## EXERCISE DATA
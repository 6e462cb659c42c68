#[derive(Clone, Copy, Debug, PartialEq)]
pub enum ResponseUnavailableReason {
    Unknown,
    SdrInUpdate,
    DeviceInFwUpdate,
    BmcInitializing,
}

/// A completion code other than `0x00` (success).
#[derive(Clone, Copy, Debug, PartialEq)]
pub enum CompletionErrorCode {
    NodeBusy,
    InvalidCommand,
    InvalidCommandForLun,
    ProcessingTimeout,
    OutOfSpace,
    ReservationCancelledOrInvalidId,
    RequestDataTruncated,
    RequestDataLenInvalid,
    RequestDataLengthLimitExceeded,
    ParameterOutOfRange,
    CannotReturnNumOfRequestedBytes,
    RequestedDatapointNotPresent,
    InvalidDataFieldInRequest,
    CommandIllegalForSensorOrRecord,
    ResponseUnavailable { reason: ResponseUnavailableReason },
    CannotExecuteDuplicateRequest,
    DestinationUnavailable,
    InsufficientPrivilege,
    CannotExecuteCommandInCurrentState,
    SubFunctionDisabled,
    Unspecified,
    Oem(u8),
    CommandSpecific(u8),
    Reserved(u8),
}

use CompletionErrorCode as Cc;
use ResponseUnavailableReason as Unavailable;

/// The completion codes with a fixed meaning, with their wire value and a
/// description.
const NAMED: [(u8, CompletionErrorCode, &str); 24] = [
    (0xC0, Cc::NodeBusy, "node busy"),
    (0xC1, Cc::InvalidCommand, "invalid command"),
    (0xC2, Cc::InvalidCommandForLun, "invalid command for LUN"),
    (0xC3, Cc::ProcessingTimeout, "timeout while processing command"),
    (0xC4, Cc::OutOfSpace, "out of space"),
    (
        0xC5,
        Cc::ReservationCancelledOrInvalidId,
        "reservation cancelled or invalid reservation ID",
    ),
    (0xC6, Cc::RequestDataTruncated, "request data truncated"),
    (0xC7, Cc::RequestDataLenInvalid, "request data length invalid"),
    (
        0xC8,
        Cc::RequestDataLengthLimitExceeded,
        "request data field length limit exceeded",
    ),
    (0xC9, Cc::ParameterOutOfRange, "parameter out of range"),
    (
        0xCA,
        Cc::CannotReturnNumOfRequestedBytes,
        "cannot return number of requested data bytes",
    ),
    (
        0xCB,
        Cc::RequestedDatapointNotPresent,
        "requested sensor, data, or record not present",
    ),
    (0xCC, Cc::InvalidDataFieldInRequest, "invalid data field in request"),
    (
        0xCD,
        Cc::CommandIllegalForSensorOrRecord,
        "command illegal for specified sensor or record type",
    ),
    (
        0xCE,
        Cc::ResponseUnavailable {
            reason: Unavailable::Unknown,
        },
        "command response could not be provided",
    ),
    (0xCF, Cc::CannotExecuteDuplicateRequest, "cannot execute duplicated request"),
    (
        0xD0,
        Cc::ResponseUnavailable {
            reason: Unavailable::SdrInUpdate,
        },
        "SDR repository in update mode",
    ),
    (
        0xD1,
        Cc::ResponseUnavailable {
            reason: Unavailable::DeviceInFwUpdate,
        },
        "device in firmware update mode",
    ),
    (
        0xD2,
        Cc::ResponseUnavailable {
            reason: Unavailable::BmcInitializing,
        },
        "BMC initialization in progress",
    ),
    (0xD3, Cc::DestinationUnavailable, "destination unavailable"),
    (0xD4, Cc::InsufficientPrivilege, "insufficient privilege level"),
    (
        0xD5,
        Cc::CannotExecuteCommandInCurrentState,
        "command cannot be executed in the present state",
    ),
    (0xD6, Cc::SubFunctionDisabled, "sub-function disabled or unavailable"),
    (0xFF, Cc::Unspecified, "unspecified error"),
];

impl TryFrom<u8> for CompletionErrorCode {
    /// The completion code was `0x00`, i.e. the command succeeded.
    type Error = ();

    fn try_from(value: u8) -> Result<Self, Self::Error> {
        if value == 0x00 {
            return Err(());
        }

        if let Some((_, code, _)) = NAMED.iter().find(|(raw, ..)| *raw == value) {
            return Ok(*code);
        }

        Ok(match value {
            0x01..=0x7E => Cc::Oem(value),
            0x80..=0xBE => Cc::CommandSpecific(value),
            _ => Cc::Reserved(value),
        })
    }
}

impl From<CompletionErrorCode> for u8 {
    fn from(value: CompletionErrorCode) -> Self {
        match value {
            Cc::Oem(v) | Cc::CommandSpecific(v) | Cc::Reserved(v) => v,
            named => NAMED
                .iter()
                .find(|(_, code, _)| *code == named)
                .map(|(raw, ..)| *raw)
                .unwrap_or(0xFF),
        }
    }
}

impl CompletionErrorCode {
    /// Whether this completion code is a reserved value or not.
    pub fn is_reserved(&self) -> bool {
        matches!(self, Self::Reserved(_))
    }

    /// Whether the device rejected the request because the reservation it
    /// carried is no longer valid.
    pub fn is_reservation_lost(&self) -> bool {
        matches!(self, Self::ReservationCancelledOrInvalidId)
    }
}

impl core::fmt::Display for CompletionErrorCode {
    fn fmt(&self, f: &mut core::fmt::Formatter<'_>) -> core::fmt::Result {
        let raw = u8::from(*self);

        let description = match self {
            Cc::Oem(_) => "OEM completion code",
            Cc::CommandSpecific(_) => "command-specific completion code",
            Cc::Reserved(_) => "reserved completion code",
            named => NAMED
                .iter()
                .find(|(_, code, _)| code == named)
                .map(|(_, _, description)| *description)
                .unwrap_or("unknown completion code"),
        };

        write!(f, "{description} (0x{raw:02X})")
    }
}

## ABOUT THIS EXERCISE
Give back each entry exactly as it was written.

## ANSWER BOX
repository 6e462cb659c42c68
#[derive(Clone, Copy, Debug, PartialEq)]
pub enum ResponseUnavailableReason {
    Unknown,
    SdrInUpdate,
    DeviceInFwUpdate,
    BmcInitializing,
}

/// A completion code other than `0x00` (success).
#[derive(Clone, Copy, Debug, PartialEq)]
pub enum CompletionErrorCode {
    NodeBusy,
    InvalidCommand,
    InvalidCommandForLun,
    ProcessingTimeout,
    OutOfSpace,
    ReservationCancelledOrInvalidId,
    RequestDataTruncated,
    RequestDataLenInvalid,
    RequestDataLengthLimitExceeded,
    ParameterOutOfRange,
    CannotReturnNumOfRequestedBytes,
    RequestedDatapointNotPresent,
    InvalidDataFieldInRequest,
    CommandIllegalForSensorOrRecord,
    ResponseUnavailable { reason: ResponseUnavailableReason },
    CannotExecuteDuplicateRequest,
    DestinationUnavailable,
    InsufficientPrivilege,
    CannotExecuteCommandInCurrentState,
    SubFunctionDisabled,
    Unspecified,
    Oem(u8),
    CommandSpecific(u8),
    Reserved(u8),
}

use CompletionErrorCode as Cc;
use ResponseUnavailableReason as Unavailable;

/// The completion codes with a fixed meaning, with their wire value and a
/// description.
const NAMED: [(u8, CompletionErrorCode, &str); 24] = [
    (0xC0, Cc::NodeBusy, "node busy"),
    (0xC1, Cc::InvalidCommand, "invalid command"),
    (0xC2, Cc::InvalidCommandForLun, "invalid command for LUN"),
    (0xC3, Cc::ProcessingTimeout, "timeout while processing command"),
    (0xC4, Cc::OutOfSpace, "out of space"),
    (
        0xC5,
        Cc::ReservationCancelledOrInvalidId,
        "reservation cancelled or invalid reservation ID",
    ),
    (0xC6, Cc::RequestDataTruncated, "request data truncated"),
    (0xC7, Cc::RequestDataLenInvalid, "request data length invalid"),
    (
        0xC8,
        Cc::RequestDataLengthLimitExceeded,
        "request data field length limit exceeded",
    ),
    (0xC9, Cc::ParameterOutOfRange, "parameter out of range"),
    (
        0xCA,
        Cc::CannotReturnNumOfRequestedBytes,
        "cannot return number of requested data bytes",
    ),
    (
        0xCB,
        Cc::RequestedDatapointNotPresent,
        "requested sensor, data, or record not present",
    ),
    (0xCC, Cc::InvalidDataFieldInRequest, "invalid data field in request"),
    (
        0xCD,
        Cc::CommandIllegalForSensorOrRecord,
        "command illegal for specified sensor or record type",
    ),
    (
        0xCE,
        Cc::ResponseUnavailable {
            reason: Unavailable::Unknown,
        },
        "command response could not be provided",
    ),
    (0xCF, Cc::CannotExecuteDuplicateRequest, "cannot execute duplicated request"),
    (
        0xD0,
        Cc::ResponseUnavailable {
            reason: Unavailable::SdrInUpdate,
        },
        "SDR repository in update mode",
    ),
    (
        0xD1,
        Cc::ResponseUnavailable {
            reason: Unavailable::DeviceInFwUpdate,
        },
        "device in firmware update mode",
    ),
    (
        0xD2,
        Cc::ResponseUnavailable {
            reason: Unavailable::BmcInitializing,
        },
        "BMC initialization in progress",
    ),
    (0xD3, Cc::DestinationUnavailable, "destination unavailable"),
    (0xD4, Cc::InsufficientPrivilege, "insufficient privilege level"),
    (
        0xD5,
        Cc::CannotExecuteCommandInCurrentState,
        "command cannot be executed in the present state",
    ),
    (0xD6, Cc::SubFunctionDisabled, "sub-function disabled or unavailable"),
    (0xFF, Cc::Unspecified, "unspecified error"),
];

impl TryFrom<u8> for CompletionErrorCode {
    /// The completion code was `0x00`, i.e. the command succeeded.
    type Error = ();

    fn try_from(value: u8) -> Result<Self, Self::Error> {
        if value == 0x00 {
            return Err(());
        }

        if let Some((_, code, _)) = NAMED.iter().find(|(raw, ..)| *raw == value) {
            return Ok(*code);
        }

        Ok(match value {
            0x01..=0x7E => Cc::Oem(value),
            0x80..=0xBE => Cc::CommandSpecific(value),
            _ => Cc::Reserved(value),
        })
    }
}

impl From<CompletionErrorCode> for u8 {
    fn from(value: CompletionErrorCode) -> Self {
        match value {
            Cc::Oem(v) | Cc::CommandSpecific(v) | Cc::Reserved(v) => v,
            named => NAMED
                .iter()
                .find(|(_, code, _)| *code == named)
                .map(|(raw, ..)| *raw)
                .unwrap_or(0xFF),
        }
    }
}

impl CompletionErrorCode {
    /// Whether this completion code is a reserved value or not.
    pub fn is_reserved(&self) -> bool {
        matches!(self, Self::Reserved(_))
    }

    /// Whether the device rejected the request because the reservation it
    /// carried is no longer valid.
    pub fn is_reservation_lost(&self) -> bool {
        matches!(self, Self::ReservationCancelledOrInvalidId)
    }
}

impl core::fmt::Display for CompletionErrorCode {
    fn fmt(&self, f: &mut core::fmt::Formatter<'_>) -> core::fmt::Result {
        let raw = u8::from(*self);

        let description = match self {
            Cc::Oem(_) => "OEM completion code",
            Cc::CommandSpecific(_) => "command-specific completion code",
            Cc::Reserved(_) => "reserved completion code",
            named => NAMED
                .iter()
                .find(|(_, code, _)| code == named)
                .map(|(_, _, description)| *description)
                .unwrap_or("unknown completion code"),
        };

        write!(f, "{description} (0x{raw:02X})")
    }
}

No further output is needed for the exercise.